Wer sich und seine Mitarbeiter nicht selbst an den Schredder stellen möchte, der kann auch auf externe Dienstleister zurückgreifen, die sich auf eine professionelle Aktenvernichtung spezialisiert haben. Mit Blick auf die strengen Vorgaben des § 203 StGB sollte die Auswahl dieser Dienstleister indes nicht allein mit Blick auf den Preis, sondern vor allem mit Fokus auf die Durchführung der beauftragten Vernichtung getroffen werden. Hier sollte in jedem Fall nur auf solche Dienstleister zurückgegriffen werden, die ihrerseits Gewähr für die Einhaltung der bereits benannten DIN-Vorgaben bieten. Entsprechende Zertifizierungen des Vernichtungsprozesses durch unabhängige Dritte, beispielsweise durch den TÜV oder auch das Unabhängige Landesdatenschutzzentrum Schleswig-Holstein (ULD), können bei der Auswahl helfen. Die an den Dienstleister zu übergebenden Daten sollten in entsprechenden Sicherheitsbehältern bereitgestellt werden, die Übernahme der Daten ist zu protokollieren und es ist darauf zu achten, dass auch im Rahmen der Entladung der Sicherheitscontainer beim Dienstleister keine unberechtigte Kenntnisnahme durch Dritte erfolgen kann. Schließlich ist aus datenschutzrechtlicher Sicht der Abschlusseiner entsprechenden Auftragsdatenverarbeitungsvereinbarung zwingend erforderlich. Die meisten externen Dienstleister bieten auch die rechtssichere physische Vernichtung von Datenträgern, wie CDs, Festplatten, USB-Sticks usw. an. Wer – sei es bei der Vernichtung im eigenen Hause, sei es bei der Vernichtung durch Dritte – auf die Einhaltung der vorstehenden Standards achtet, wird dem anwaltlichen Berufsgeheimnis gerecht.

4 Regeln zur Aktenvernichtung

Regel 1: Zur Aktenvernichtung in der Kanzlei empfiehlt es sich,

Aktenvernichter der Sicherheitsstufe P-5 zu nutzen.

Regel 2: Zur Vernichtung digitaler Akten reichen weder das einfache Löschen noch das Formatieren der Festplatte aus. Letztere muss entweder physisch zerstört oder durch eine versierte Drittfirma gelöscht bzw. entsorgt werden.
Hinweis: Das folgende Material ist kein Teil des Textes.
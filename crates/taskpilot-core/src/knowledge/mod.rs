//! Semantic cache of (question, answer) pairs, the (task, step) reasoning store, and the
//! archive of completed runs.
//!
//! [`KnowledgeBase`] is the adapter the pipeline talks to. It embeds text through an
//! [`Embedder`] and delegates storage to a [`KnowledgeBackend`]. When the backend's vector
//! query fails, searches degrade to a case-insensitive substring match and report
//! [`DEGRADED_SIMILARITY`] instead of raising.

mod archive;
mod embedding;
mod reasoning;
mod store;

pub use archive::{ArchivedRun, TaskArchive};
pub use embedding::HashingEmbedder;
pub use reasoning::{ReasoningField, ReasoningKnowledge};
pub use store::{DomainStatus, EntryDraft, KnowledgeDb, KnowledgeDomain, KnowledgeEntry, SledKnowledgeTree};

pub(crate) use store::now_ms;

use crate::error::StoreError;
use crate::services::Embedder;
use serde::{Deserialize, Serialize};
use std::sync::Arc;

/// Similarity reported for matches found by the substring fallback.
pub const DEGRADED_SIMILARITY: f32 = 0.5;

/// Which text/vector pair of an entry a search runs against.
#[derive(Debug, Clone, Copy, PartialEq, Eq, Default, Serialize, Deserialize)]
#[serde(rename_all = "snake_case")]
pub enum VectorField {
    #[default]
    Question,
    Answer,
}

/// An entry with its similarity to the query.
#[derive(Debug, Clone, PartialEq, Serialize, Deserialize)]
pub struct ScoredEntry {
    pub entry: KnowledgeEntry,
    pub similarity: f32,
    /// Set when the match came from the substring fallback rather than a vector query.
    #[serde(default)]
    pub degraded: bool,
}

impl ScoredEntry {
    pub fn scored(entry: KnowledgeEntry, similarity: f32) -> Self {
        Self {
            entry,
            similarity,
            degraded: false,
        }
    }

    fn fallback(entry: KnowledgeEntry) -> Self {
        Self {
            entry,
            similarity: DEGRADED_SIMILARITY,
            degraded: true,
        }
    }

    pub fn is_degraded(&self) -> bool {
        self.degraded
    }
}

/// Storage engine behind the adapter. Every write commits before returning.
pub trait KnowledgeBackend: Send + Sync {
    fn insert(&self, draft: EntryDraft) -> Result<KnowledgeEntry, StoreError>;

    fn get(&self, id: u64) -> Result<Option<KnowledgeEntry>, StoreError>;

    /// Overwrites an existing entry. Returns false if the id is unknown.
    fn replace(&self, entry: &KnowledgeEntry) -> Result<bool, StoreError>;

    fn remove(&self, id: u64) -> Result<bool, StoreError>;

    fn list(&self, skip: usize, limit: usize) -> Result<Vec<KnowledgeEntry>, StoreError>;

    /// At most `top_k` entries ordered by cosine similarity, descending.
    fn nearest(
        &self,
        field: VectorField,
        query: &[f32],
        top_k: usize,
    ) -> Result<Vec<ScoredEntry>, StoreError>;

    /// Entries whose text contains `needle`, ignoring case.
    fn text_contains(
        &self,
        field: VectorField,
        needle: &str,
        limit: usize,
    ) -> Result<Vec<KnowledgeEntry>, StoreError>;

    fn count(&self) -> Result<usize, StoreError>;

    /// Discards uncommitted work after a failed query. Engines that commit every write
    /// immediately have nothing to undo.
    fn rollback(&self) {}
}

/// Cosine similarity in [-1, 1]; 0 when either vector has no magnitude.
pub fn cosine_similarity(a: &[f32], b: &[f32]) -> f32 {
    let mut dot = 0.0_f64;
    let mut norm_a = 0.0_f64;
    let mut norm_b = 0.0_f64;
    for (x, y) in a.iter().zip(b.iter()) {
        let (x, y) = (*x as f64, *y as f64);
        dot += x * y;
        norm_a += x * x;
        norm_b += y * y;
    }
    if norm_a == 0.0 || norm_b == 0.0 {
        return 0.0;
    }
    ((dot / (norm_a.sqrt() * norm_b.sqrt())) as f32).clamp(-1.0, 1.0)
}

/// Knowledge store adapter used by the enhancement pipeline and the gateway.
#[derive(Clone)]
pub struct KnowledgeBase {
    backend: Arc<dyn KnowledgeBackend>,
    embedder: Arc<dyn Embedder>,
    /// Names reported for the (question, answer) texts in validation errors.
    field_names: (&'static str, &'static str),
}

impl KnowledgeBase {
    pub fn new(backend: Arc<dyn KnowledgeBackend>, embedder: Arc<dyn Embedder>) -> Self {
        Self {
            backend,
            embedder,
            field_names: ("question_text", "answer_text"),
        }
    }

    pub fn with_field_names(mut self, question: &'static str, answer: &'static str) -> Self {
        self.field_names = (question, answer);
        self
    }

    pub fn embedder(&self) -> Arc<dyn Embedder> {
        Arc::clone(&self.embedder)
    }

    /// Entries whose question is similar to `query_text`, best first.
    pub async fn search_by_question(
        &self,
        query_text: &str,
        top_k: usize,
        threshold: f32,
    ) -> Vec<ScoredEntry> {
        self.search(VectorField::Question, query_text, top_k, threshold)
            .await
    }

    /// Entries whose answer is similar to `query_text`, best first.
    pub async fn search_by_answer(
        &self,
        query_text: &str,
        top_k: usize,
        threshold: f32,
    ) -> Vec<ScoredEntry> {
        self.search(VectorField::Answer, query_text, top_k, threshold)
            .await
    }

    pub async fn search(
        &self,
        field: VectorField,
        query_text: &str,
        top_k: usize,
        threshold: f32,
    ) -> Vec<ScoredEntry> {
        if top_k == 0 || query_text.trim().is_empty() {
            return Vec::new();
        }
        let vector_hits = match self.embedder.embed(query_text).await {
            Ok(vector) => self.backend.nearest(field, &vector, top_k),
            Err(e) => Err(StoreError::from(e)),
        };
        match vector_hits {
            Ok(hits) => hits
                .into_iter()
                .filter(|hit| hit.similarity >= threshold)
                .take(top_k)
                .collect(),
            Err(e) => {
                tracing::warn!(
                    target: "taskpilot::knowledge",
                    error = %e,
                    field = ?field,
                    "vector search unavailable, falling back to substring match"
                );
                self.backend.rollback();
                self.substring_fallback(field, query_text, top_k)
            }
        }
    }

    fn substring_fallback(&self, field: VectorField, query_text: &str, top_k: usize) -> Vec<ScoredEntry> {
        match self.backend.text_contains(field, query_text.trim(), top_k) {
            Ok(entries) => entries.into_iter().map(ScoredEntry::fallback).collect(),
            Err(e) => {
                tracing::warn!(target: "taskpilot::knowledge", error = %e, "substring fallback failed");
                Vec::new()
            }
        }
    }

    /// Embeds both texts and persists a new entry.
    pub async fn create(&self, question_text: &str, answer_text: &str) -> Result<KnowledgeEntry, StoreError> {
        let question_text = non_empty(question_text, self.field_names.0)?;
        let answer_text = non_empty(answer_text, self.field_names.1)?;
        let question_vector = self.embedder.embed(question_text).await?;
        let answer_vector = self.embedder.embed(answer_text).await?;
        self.backend.insert(EntryDraft {
            question_text: question_text.to_string(),
            answer_text: answer_text.to_string(),
            question_vector,
            answer_vector,
        })
    }

    pub fn get(&self, id: u64) -> Result<Option<KnowledgeEntry>, StoreError> {
        self.backend.get(id)
    }

    pub fn list(&self, skip: usize, limit: usize) -> Result<Vec<KnowledgeEntry>, StoreError> {
        self.backend.list(skip, limit)
    }

    /// Changes either text; the matching vector is recomputed. Returns None for unknown ids.
    pub async fn update(
        &self,
        id: u64,
        question_text: Option<&str>,
        answer_text: Option<&str>,
    ) -> Result<Option<KnowledgeEntry>, StoreError> {
        let Some(mut entry) = self.backend.get(id)? else {
            return Ok(None);
        };
        if let Some(question) = question_text {
            let question = non_empty(question, self.field_names.0)?;
            if question != entry.question_text {
                entry.question_vector = self.embedder.embed(question).await?;
                entry.question_text = question.to_string();
            }
        }
        if let Some(answer) = answer_text {
            let answer = non_empty(answer, self.field_names.1)?;
            if answer != entry.answer_text {
                entry.answer_vector = self.embedder.embed(answer).await?;
                entry.answer_text = answer.to_string();
            }
        }
        entry.updated_at = now_ms();
        if self.backend.replace(&entry)? {
            Ok(Some(entry))
        } else {
            Ok(None)
        }
    }

    pub fn delete(&self, id: u64) -> Result<bool, StoreError> {
        self.backend.remove(id)
    }

    pub fn count(&self) -> Result<usize, StoreError> {
        self.backend.count()
    }
}

fn non_empty<'a>(text: &'a str, field: &'static str) -> Result<&'a str, StoreError> {
    let trimmed = text.trim();
    if trimmed.is_empty() {
        Err(StoreError::EmptyText(field))
    } else {
        Ok(trimmed)
    }
}
//! Reasoning knowledge: task descriptions paired with one concrete GUI step.
//!
//! Stored in the `reasoning_knowledge` tree through the same adapter as the enhancement
//! cache. The task text occupies the question slot and the step text the answer slot, so
//! each side keeps its own embedding and can be searched on its own.

use super::{KnowledgeBackend, KnowledgeBase, KnowledgeEntry, ScoredEntry, VectorField};
use crate::error::StoreError;
use crate::services::Embedder;
use serde::{Deserialize, Serialize};
use std::sync::Arc;

/// Which side of a (task, step) pair a search runs against.
#[derive(Debug, Clone, Copy, PartialEq, Eq, Default, Serialize, Deserialize)]
#[serde(rename_all = "snake_case")]
pub enum ReasoningField {
    #[default]
    Task,
    Step,
}

impl From<ReasoningField> for VectorField {
    fn from(field: ReasoningField) -> Self {
        match field {
            ReasoningField::Task => VectorField::Question,
            ReasoningField::Step => VectorField::Answer,
        }
    }
}

/// CRUD and similarity search over (task, step) pairs.
#[derive(Clone)]
pub struct ReasoningKnowledge {
    inner: KnowledgeBase,
}

impl ReasoningKnowledge {
    pub fn new(backend: Arc<dyn KnowledgeBackend>, embedder: Arc<dyn Embedder>) -> Self {
        Self {
            inner: KnowledgeBase::new(backend, embedder).with_field_names("task_text", "step_text"),
        }
    }

    /// Pairs whose task is similar to `query_text`, best first.
    pub async fn search_by_task(&self, query_text: &str, top_k: usize, threshold: f32) -> Vec<ScoredEntry> {
        self.search(ReasoningField::Task, query_text, top_k, threshold).await
    }

    /// Pairs whose step is similar to `query_text`, best first.
    pub async fn search_by_step(&self, query_text: &str, top_k: usize, threshold: f32) -> Vec<ScoredEntry> {
        self.search(ReasoningField::Step, query_text, top_k, threshold).await
    }

    pub async fn search(
        &self,
        field: ReasoningField,
        query_text: &str,
        top_k: usize,
        threshold: f32,
    ) -> Vec<ScoredEntry> {
        self.inner.search(field.into(), query_text, top_k, threshold).await
    }

    pub async fn create(&self, task_text: &str, step_text: &str) -> Result<KnowledgeEntry, StoreError> {
        self.inner.create(task_text, step_text).await
    }

    pub fn get(&self, id: u64) -> Result<Option<KnowledgeEntry>, StoreError> {
        self.inner.get(id)
    }

    pub fn list(&self, skip: usize, limit: usize) -> Result<Vec<KnowledgeEntry>, StoreError> {
        self.inner.list(skip, limit)
    }

    pub async fn update(
        &self,
        id: u64,
        task_text: Option<&str>,
        step_text: Option<&str>,
    ) -> Result<Option<KnowledgeEntry>, StoreError> {
        self.inner.update(id, task_text, step_text).await
    }

    pub fn delete(&self, id: u64) -> Result<bool, StoreError> {
        self.inner.delete(id)
    }

    pub fn count(&self) -> Result<usize, StoreError> {
        self.inner.count()
    }
}

#[cfg(test)]
mod tests {
    use super::*;
    use crate::knowledge::{HashingEmbedder, KnowledgeDb};

    fn open_reasoning(dir: &std::path::Path) -> ReasoningKnowledge {
        let db = KnowledgeDb::open_path(dir).unwrap();
        ReasoningKnowledge::new(Arc::new(db.reasoning().unwrap()), Arc::new(HashingEmbedder::new(128)))
    }

    #[tokio::test]
    async fn search_by_task_and_by_step() {
        let dir = tempfile::tempdir().unwrap();
        let store = open_reasoning(dir.path());
        store
            .create("pin the project group", "Right-click the group and choose Pin")
            .await
            .unwrap();
        store
            .create("start a video meeting", "Left-click the camera icon in the chat header")
            .await
            .unwrap();

        let by_task = store.search_by_task("pin the project group", 1, 0.9).await;
        assert_eq!(by_task.len(), 1);
        assert_eq!(by_task[0].entry.answer_text, "Right-click the group and choose Pin");

        let by_step = store
            .search_by_step("Left-click the camera icon in the chat header", 1, 0.9)
            .await;
        assert_eq!(by_step.len(), 1);
        assert_eq!(by_step[0].entry.question_text, "start a video meeting");
    }

    #[tokio::test]
    async fn crud_reports_task_and_step_names() {
        let dir = tempfile::tempdir().unwrap();
        let store = open_reasoning(dir.path());
        assert!(matches!(
            store.create("  ", "step").await,
            Err(StoreError::EmptyText("task_text"))
        ));

        let entry = store.create("mute a chat", "Choose Mute").await.unwrap();
        assert!(matches!(
            store.update(entry.id, None, Some("")).await,
            Err(StoreError::EmptyText("step_text"))
        ));
        let updated = store
            .update(entry.id, None, Some("Right-click the chat and choose Mute"))
            .await
            .unwrap()
            .unwrap();
        assert_eq!(updated.question_vector, entry.question_vector);
        assert_ne!(updated.answer_vector, entry.answer_vector);

        assert_eq!(store.count().unwrap(), 1);
        assert!(store.delete(entry.id).unwrap());
        assert!(store.get(entry.id).unwrap().is_none());
    }
}
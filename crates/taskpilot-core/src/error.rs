//! Error taxonomy shared by the core and the concrete collaborators.
//!
//! Only [`ConfigError`] is fatal. Every other error is recovered inside the layer that
//! observes it (substring fallback, empty hit list, diagnostic text, failed step result).

use thiserror::Error;

/// Fatal construction-time error: bad settings or missing external-service credentials.
#[derive(Debug, Error)]
pub enum ConfigError {
    #[error("failed to load configuration: {0}")]
    Load(#[from] config::ConfigError),
    #[error("missing required credential `{0}`")]
    MissingCredential(&'static str),
    #[error("invalid setting `{key}`: {reason}")]
    Invalid { key: &'static str, reason: String },
}

/// Failure of the embedding function.
#[derive(Debug, Error)]
pub enum EmbedError {
    #[error("embedding request failed: {0}")]
    Request(String),
    #[error("embedding service returned status {status}: {body}")]
    Status { status: u16, body: String },
    #[error("embedding response malformed: {0}")]
    Malformed(String),
}

/// Failure inside the knowledge store or task archive.
#[derive(Debug, Error)]
pub enum StoreError {
    #[error("storage engine error: {0}")]
    Sled(#[from] sled::Error),
    #[error(transparent)]
    Embedding(#[from] EmbedError),
    #[error("vector dimension mismatch: query has {query}, stored record has {stored}")]
    DimensionMismatch { query: usize, stored: usize },
    #[error("record {key} could not be decoded")]
    Corrupt { key: String },
    #[error("record could not be encoded: {0}")]
    Encode(#[from] serde_json::Error),
    #[error("{0} must not be empty")]
    EmptyText(&'static str),
}

/// Failure of the completion function.
#[derive(Debug, Error)]
pub enum LlmError {
    #[error("completion request failed: {0}")]
    Request(String),
    #[error("completion service returned status {status}: {body}")]
    Status { status: u16, body: String },
    #[error("completion response contained no text")]
    EmptyResponse,
    #[error("completion timed out after {0}s")]
    Timeout(u64),
}

/// Network or API failure during web search.
#[derive(Debug, Error)]
pub enum SearchError {
    #[error("search request failed: {0}")]
    Request(String),
    #[error("search service returned status {0}")]
    Status(u16),
    #[error("search API error: {0}")]
    Api(String),
    #[error("search timed out after {0}s")]
    Timeout(u64),
}

/// The actuator could not be invoked at all (as opposed to a step that ran and failed).
#[derive(Debug, Error)]
pub enum ActuatorError {
    #[error("instruction must not be empty")]
    EmptyInstruction,
    #[error("failed to launch actuator: {0}")]
    Spawn(String),
    #[error("actuator i/o error: {0}")]
    Io(#[from] std::io::Error),
}
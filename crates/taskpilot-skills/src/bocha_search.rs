//! Bocha web search client (`POST /web-search`).

use scraper::Html;
use serde::{Deserialize, Serialize};
use taskpilot_core::{ConfigError, RawHit, SearchError, SearchSettings, WebSearch};

#[derive(Serialize)]
struct SearchRequest<'a> {
    query: &'a str,
    freshness: &'a str,
    summary: bool,
    count: usize,
}

#[derive(Deserialize)]
struct SearchResponse {
    code: Option<i64>,
    #[serde(default)]
    msg: Option<String>,
    #[serde(default)]
    data: Option<SearchData>,
}

#[derive(Deserialize)]
struct SearchData {
    #[serde(rename = "webPages", default)]
    web_pages: Option<WebPages>,
}

#[derive(Deserialize)]
struct WebPages {
    #[serde(default)]
    value: Vec<WebPage>,
}

#[derive(Deserialize)]
struct WebPage {
    #[serde(default)]
    url: String,
    #[serde(default)]
    name: String,
    #[serde(default)]
    summary: Option<String>,
    #[serde(default)]
    snippet: Option<String>,
}

pub struct BochaSearch {
    client: reqwest::Client,
    url: String,
    api_key: String,
    timeout_secs: u64,
}

impl BochaSearch {
    /// Requires `search.api_key`.
    pub fn from_settings(settings: &SearchSettings) -> Result<Self, ConfigError> {
        if settings.api_key.trim().is_empty() {
            return Err(ConfigError::MissingCredential("search.api_key"));
        }
        let client = reqwest::Client::builder()
            .timeout(settings.timeout())
            .build()
            .map_err(|e| ConfigError::Invalid {
                key: "search",
                reason: format!("failed to create HTTP client: {}", e),
            })?;
        Ok(Self {
            client,
            url: format!("{}/web-search", settings.base_url.trim_end_matches('/')),
            api_key: settings.api_key.clone(),
            timeout_secs: settings.timeout().as_secs(),
        })
    }
}

#[async_trait::async_trait]
impl WebSearch for BochaSearch {
    async fn search(&self, query: &str, count: usize) -> Result<Vec<RawHit>, SearchError> {
        let response = self
            .client
            .post(&self.url)
            .header("Authorization", format!("Bearer {}", self.api_key))
            .json(&SearchRequest {
                query,
                freshness: "noLimit",
                summary: true,
                count,
            })
            .send()
            .await
            .map_err(|e| {
                if e.is_timeout() {
                    SearchError::Timeout(self.timeout_secs)
                } else {
                    SearchError::Request(e.to_string())
                }
            })?;
        let status = response.status();
        if !status.is_success() {
            return Err(SearchError::Status(status.as_u16()));
        }
        let body = response
            .text()
            .await
            .map_err(|e| SearchError::Request(e.to_string()))?;
        let hits = parse_response(&body)?;
        tracing::debug!(target: "taskpilot::search", query, hits = hits.len(), "bocha search");
        Ok(hits)
    }
}

/// Hits from a Bocha response body. `code` must be 200.
pub fn parse_response(body: &str) -> Result<Vec<RawHit>, SearchError> {
    let response: SearchResponse =
        serde_json::from_str(body).map_err(|e| SearchError::Api(format!("malformed response: {}", e)))?;
    if response.code != Some(200) {
        return Err(SearchError::Api(format!(
            "code {}: {}",
            response.code.map(|c| c.to_string()).unwrap_or_else(|| "missing".to_string()),
            response.msg.unwrap_or_default()
        )));
    }
    let pages = response
        .data
        .and_then(|d| d.web_pages)
        .map(|w| w.value)
        .unwrap_or_default();
    Ok(pages
        .into_iter()
        .filter(|page| !page.url.trim().is_empty())
        .map(|page| {
            let summary = page
                .summary
                .filter(|s| !s.trim().is_empty())
                .or(page.snippet)
                .unwrap_or_default();
            RawHit::new(page.url.trim(), html_to_text(&page.name), html_to_text(&summary))
        })
        .collect())
}

/// Strips markup (search APIs wrap matches in `<em>`) and collapses whitespace.
fn html_to_text(fragment: &str) -> String {
    let text = if fragment.contains('<') {
        Html::parse_fragment(fragment)
            .root_element()
            .text()
            .collect::<String>()
    } else {
        fragment.to_string()
    };
    text.split_whitespace().collect::<Vec<_>>().join(" ")
}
Regel 3: Es sollten ausschließlich externe Dienstleister beauftragt werden, die die Gewähr für die Einhaltung der DIN-Vorgaben bieten und entsprechende Zertifizierungen vorweisen können.
Regel 4: Die Vorgaben zur Übergabe der Akten und Daten an externe Dienstleister sind einzuhalten, wobei die Übergabe zu protokollieren und eine Auftragsdatenverarbeitungsvereinbarung abzuschließen ist.